EXERCISE AIM> Line by line, output the data that follows exactly as written.

INPUT MATERIAL>
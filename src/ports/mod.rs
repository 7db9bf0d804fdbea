//! Ports - Interfaces for external dependencies.
//!
//! Following hexagonal architecture, ports define the contracts between
//! the domain and the outside world. Adapters implement these ports.
//!
//! ## Account Ports
//!
//! - `UserRepository` - Flat-file user records
//! - `PasswordHasher` - Salted one-way hashing
//!
//! ## Data Ports
//!
//! - `DatasetParser` - Upload format parsers (CSV, spreadsheet)
//! - `ReportExporter` - Report renderers (CSV, PDF)
//!
//! Every port is synchronous: each call completes within a single render.

mod dataset_parser;
mod password_hasher;
mod report_exporter;
mod user_repository;

pub use dataset_parser::{extension_of, DatasetParser};
pub use password_hasher::{HashError, PasswordHasher};
pub use report_exporter::ReportExporter;
pub use user_repository::{InsertOutcome, StoreError, UserRepository};
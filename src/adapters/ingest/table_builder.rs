//! Row-major parser output to column-major [`Dataset`].

use crate::domain::dataset::{Column, Dataset, RawCell};

use super::IngestError;

/// Transposes `rows` under `headers` and infers each column's kind.
///
/// Rows shorter than the header are padded with empty cells.
pub(crate) fn build_dataset(
    source_name: &str,
    headers: Vec<String>,
    rows: Vec<Vec<RawCell>>,
) -> Result<Dataset, IngestError> {
    if headers.is_empty() {
        return Err(IngestError::Empty);
    }

    let mut cells: Vec<Vec<RawCell>> = headers
        .iter()
        .map(|_| Vec::with_capacity(rows.len()))
        .collect();
    for row in rows {
        let mut row = row.into_iter();
        for column in cells.iter_mut() {
            column.push(row.next().unwrap_or(RawCell::Empty));
        }
    }

    let columns = headers
        .into_iter()
        .zip(cells)
        .map(|(name, raw)| Column::infer(name.trim(), raw))
        .collect();

    Ok(Dataset::new(source_name, columns)?)
}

EXERCISE RESPONSE>
filename src/ports/mod.rs
repository 7db9bf0d804fdbea
//! Ports - Interfaces for external dependencies.
//!
//! Following hexagonal architecture, ports define the contracts between
//! the domain and the outside world. Adapters implement these ports.
//!
//! ## Account Ports
//!
//! - `UserRepository` - Flat-file user records
//! - `PasswordHasher` - Salted one-way hashing
//!
//! ## Data Ports
//!
//! - `DatasetParser` - Upload format parsers (CSV, spreadsheet)
//! - `ReportExporter` - Report renderers (CSV, PDF)
//!
//! Every port is synchronous: each call completes within a single render.

mod dataset_parser;
mod password_hasher;
mod report_exporter;
mod user_repository;

pub use dataset_parser::{extension_of, DatasetParser};
pub use password_hasher::{HashError, PasswordHasher};
pub use report_exporter::ReportExporter;
pub use user_repository::{InsertOutcome, StoreError, UserRepository};
filename src/adapters/ingest/table_builder.rs
//! Row-major parser output to column-major [`Dataset`].

use crate::domain::dataset::{Column, Dataset, RawCell};

use super::IngestError;

/// Transposes `rows` under `headers` and infers each column's kind.
///
/// Rows shorter than the header are padded with empty cells.
pub(crate) fn build_dataset(
    source_name: &str,
    headers: Vec<String>,
    rows: Vec<Vec<RawCell>>,
) -> Result<Dataset, IngestError> {
    if headers.is_empty() {
        return Err(IngestError::Empty);
    }

    let mut cells: Vec<Vec<RawCell>> = headers
        .iter()
        .map(|_| Vec::with_capacity(rows.len()))
        .collect();
    for row in rows {
        let mut row = row.into_iter();
        for column in cells.iter_mut() {
            column.push(row.next().unwrap_or(RawCell::Empty));
        }
    }

    let columns = headers
        .into_iter()
        .zip(cells)
        .map(|(name, raw)| Column::infer(name.trim(), raw))
        .collect();

    Ok(Dataset::new(source_name, columns)?)
}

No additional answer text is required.